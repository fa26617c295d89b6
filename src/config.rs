use std::time::Duration;

use url::Url;

use crate::error::Error;

const DEFAULT_LOGIN_PATH: &str = "/login";
const DEFAULT_REFRESH_PATH: &str = "/auth/refresh";
const DEFAULT_TOKEN_KEY: &str = "access_token";
const DEFAULT_TIMEOUT: Duration = Duration::from_secs(30);

/// RFP backend client configuration.
///
/// The backend base URL is a constructor parameter; everything else has a
/// default and can be overridden by chaining:
///
/// ```rust,ignore
/// use rfp_client::ClientConfig;
///
/// let config = ClientConfig::new("http://localhost:8000".parse()?)
///     .with_login_path("/signin")
///     .with_timeout(std::time::Duration::from_secs(10));
/// ```
#[derive(Debug, Clone)]
#[non_exhaustive]
pub struct ClientConfig {
    pub(crate) base_url: Url,
    pub(crate) login_path: String,
    pub(crate) refresh_path: String,
    pub(crate) token_key: String,
    pub(crate) timeout: Duration,
}

impl ClientConfig {
    #[must_use]
    pub fn new(base_url: Url) -> Self {
        Self {
            base_url,
            login_path: DEFAULT_LOGIN_PATH.into(),
            refresh_path: DEFAULT_REFRESH_PATH.into(),
            token_key: DEFAULT_TOKEN_KEY.into(),
            timeout: DEFAULT_TIMEOUT,
        }
    }

    /// Create config from environment variables.
    ///
    /// # Required env vars
    /// - `RFP_API_URL`: backend base URL
    ///
    /// # Optional env vars
    /// - `RFP_LOGIN_PATH`: login view path (default `/login`)
    /// - `RFP_REFRESH_PATH`: token refresh endpoint (default `/auth/refresh`)
    /// - `RFP_TOKEN_KEY`: durable storage key for the access token
    /// - `RFP_TIMEOUT_SECS`: per-request timeout in seconds (default 30)
    ///
    /// # Errors
    ///
    /// Returns [`Error::Config`] if `RFP_API_URL` is missing or any value is invalid.
    pub fn from_env() -> Result<Self, Error> {
        Self::from_lookup(|key| std::env::var(key).ok())
    }

    pub(crate) fn from_lookup(lookup: impl Fn(&str) -> Option<String>) -> Result<Self, Error> {
        let url_str =
            lookup("RFP_API_URL").ok_or_else(|| Error::Config("RFP_API_URL is required".into()))?;
        let base_url: Url = url_str
            .parse()
            .map_err(|e| Error::Config(format!("RFP_API_URL: {e}")))?;

        let mut config = Self::new(base_url);

        if let Some(path) = lookup("RFP_LOGIN_PATH") {
            config = config.with_login_path(path);
        }
        if let Some(path) = lookup("RFP_REFRESH_PATH") {
            config = config.with_refresh_path(path);
        }
        if let Some(key) = lookup("RFP_TOKEN_KEY") {
            if key.trim().is_empty() {
                return Err(Error::Config("RFP_TOKEN_KEY must not be empty".into()));
            }
            config = config.with_token_key(key);
        }
        if let Some(secs) = lookup("RFP_TIMEOUT_SECS") {
            let secs: u64 = secs
                .trim()
                .parse()
                .map_err(|e| Error::Config(format!("RFP_TIMEOUT_SECS: {e}")))?;
            config = config.with_timeout(Duration::from_secs(secs));
        }

        Ok(config)
    }

    /// Override the login view path. Refresh failures navigate here.
    #[must_use]
    pub fn with_login_path(mut self, path: impl Into<String>) -> Self {
        self.login_path = path.into();
        self
    }

    /// Override the token refresh endpoint.
    #[must_use]
    pub fn with_refresh_path(mut self, path: impl Into<String>) -> Self {
        self.refresh_path = path.into();
        self
    }

    /// Override the durable storage key of the access token.
    #[must_use]
    pub fn with_token_key(mut self, key: impl Into<String>) -> Self {
        self.token_key = key.into();
        self
    }

    #[must_use]
    pub fn with_timeout(mut self, timeout: Duration) -> Self {
        self.timeout = timeout;
        self
    }

    #[must_use]
    pub fn base_url(&self) -> &Url {
        &self.base_url
    }

    #[must_use]
    pub fn login_path(&self) -> &str {
        &self.login_path
    }

    #[must_use]
    pub fn refresh_path(&self) -> &str {
        &self.refresh_path
    }

    #[must_use]
    pub fn token_key(&self) -> &str {
        &self.token_key
    }

    #[must_use]
    pub fn timeout(&self) -> Duration {
        self.timeout
    }

    /// Resolves an API path against the base URL, keeping any path prefix
    /// the base URL carries (`http://host/api` + `/rfps` → `http://host/api/rfps`).
    pub(crate) fn endpoint(&self, path: &str) -> Result<Url, Error> {
        let base = self.base_url.as_str().trim_end_matches('/');
        let path = path.trim_start_matches('/');
        format!("{base}/{path}")
            .parse()
            .map_err(|e| Error::Config(format!("invalid endpoint '{path}': {e}")))
    }

    /// Whether `path` addresses the refresh endpoint (query string ignored).
    pub(crate) fn is_refresh_path(&self, path: &str) -> bool {
        let path = path.split('?').next().unwrap_or(path);
        normalize(path) == normalize(&self.refresh_path)
    }
}

fn normalize(path: &str) -> &str {
    path.trim_matches('/')
}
────────
> **EXERCISE BRIEF**:
Repeat the material, keeping every word exactly as it is.

> **TASK OUTPUT**:
repository fa26617c295d89b6
filename src/config.rs
use std::time::Duration;

use url::Url;

use crate::error::Error;

const DEFAULT_LOGIN_PATH: &str = "/login";
const DEFAULT_REFRESH_PATH: &str = "/auth/refresh";
const DEFAULT_TOKEN_KEY: &str = "access_token";
const DEFAULT_TIMEOUT: Duration = Duration::from_secs(30);

/// RFP backend client configuration.
///
/// The backend base URL is a constructor parameter; everything else has a
/// default and can be overridden by chaining:
///
/// ```rust,ignore
/// use rfp_client::ClientConfig;
///
/// let config = ClientConfig::new("http://localhost:8000".parse()?)
///     .with_login_path("/signin")
///     .with_timeout(std::time::Duration::from_secs(10));
/// ```
#[derive(Debug, Clone)]
#[non_exhaustive]
pub struct ClientConfig {
    pub(crate) base_url: Url,
    pub(crate) login_path: String,
    pub(crate) refresh_path: String,
    pub(crate) token_key: String,
    pub(crate) timeout: Duration,
}

impl ClientConfig {
    #[must_use]
    pub fn new(base_url: Url) -> Self {
        Self {
            base_url,
            login_path: DEFAULT_LOGIN_PATH.into(),
            refresh_path: DEFAULT_REFRESH_PATH.into(),
            token_key: DEFAULT_TOKEN_KEY.into(),
            timeout: DEFAULT_TIMEOUT,
        }
    }

    /// Create config from environment variables.
    ///
    /// # Required env vars
    /// - `RFP_API_URL`: backend base URL
    ///
    /// # Optional env vars
    /// - `RFP_LOGIN_PATH`: login view path (default `/login`)
    /// - `RFP_REFRESH_PATH`: token refresh endpoint (default `/auth/refresh`)
    /// - `RFP_TOKEN_KEY`: durable storage key for the access token
    /// - `RFP_TIMEOUT_SECS`: per-request timeout in seconds (default 30)
    ///
    /// # Errors
    ///
    /// Returns [`Error::Config`] if `RFP_API_URL` is missing or any value is invalid.
    pub fn from_env() -> Result<Self, Error> {
        Self::from_lookup(|key| std::env::var(key).ok())
    }

    pub(crate) fn from_lookup(lookup: impl Fn(&str) -> Option<String>) -> Result<Self, Error> {
        let url_str =
            lookup("RFP_API_URL").ok_or_else(|| Error::Config("RFP_API_URL is required".into()))?;
        let base_url: Url = url_str
            .parse()
            .map_err(|e| Error::Config(format!("RFP_API_URL: {e}")))?;

        let mut config = Self::new(base_url);

        if let Some(path) = lookup("RFP_LOGIN_PATH") {
            config = config.with_login_path(path);
        }
        if let Some(path) = lookup("RFP_REFRESH_PATH") {
            config = config.with_refresh_path(path);
        }
        if let Some(key) = lookup("RFP_TOKEN_KEY") {
            if key.trim().is_empty() {
                return Err(Error::Config("RFP_TOKEN_KEY must not be empty".into()));
            }
            config = config.with_token_key(key);
        }
        if let Some(secs) = lookup("RFP_TIMEOUT_SECS") {
            let secs: u64 = secs
                .trim()
                .parse()
                .map_err(|e| Error::Config(format!("RFP_TIMEOUT_SECS: {e}")))?;
            config = config.with_timeout(Duration::from_secs(secs));
        }

        Ok(config)
    }

    /// Override the login view path. Refresh failures navigate here.
    #[must_use]
    pub fn with_login_path(mut self, path: impl Into<String>) -> Self {
        self.login_path = path.into();
        self
    }

    /// Override the token refresh endpoint.
    #[must_use]
    pub fn with_refresh_path(mut self, path: impl Into<String>) -> Self {
        self.refresh_path = path.into();
        self
    }

    /// Override the durable storage key of the access token.
    #[must_use]
    pub fn with_token_key(mut self, key: impl Into<String>) -> Self {
        self.token_key = key.into();
        self
    }

    #[must_use]
    pub fn with_timeout(mut self, timeout: Duration) -> Self {
        self.timeout = timeout;
        self
    }

    #[must_use]
    pub fn base_url(&self) -> &Url {
        &self.base_url
    }

    #[must_use]
    pub fn login_path(&self) -> &str {
        &self.login_path
    }

    #[must_use]
    pub fn refresh_path(&self) -> &str {
        &self.refresh_path
    }

    #[must_use]
    pub fn token_key(&self) -> &str {
        &self.token_key
    }

    #[must_use]
    pub fn timeout(&self) -> Duration {
        self.timeout
    }

    /// Resolves an API path against the base URL, keeping any path prefix
    /// the base URL carries (`http://host/api` + `/rfps` → `http://host/api/rfps`).
    pub(crate) fn endpoint(&self, path: &str) -> Result<Url, Error> {
        let base = self.base_url.as_str().trim_end_matches('/');
        let path = path.trim_start_matches('/');
        format!("{base}/{path}")
            .parse()
            .map_err(|e| Error::Config(format!("invalid endpoint '{path}': {e}")))
    }

    /// Whether `path` addresses the refresh endpoint (query string ignored).
    pub(crate) fn is_refresh_path(&self, path: &str) -> bool {
        let path = path.split('?').next().unwrap_or(path);
        normalize(path) == normalize(&self.refresh_path)
    }
}

fn normalize(path: &str) -> &str {
    path.trim_matches('/')
}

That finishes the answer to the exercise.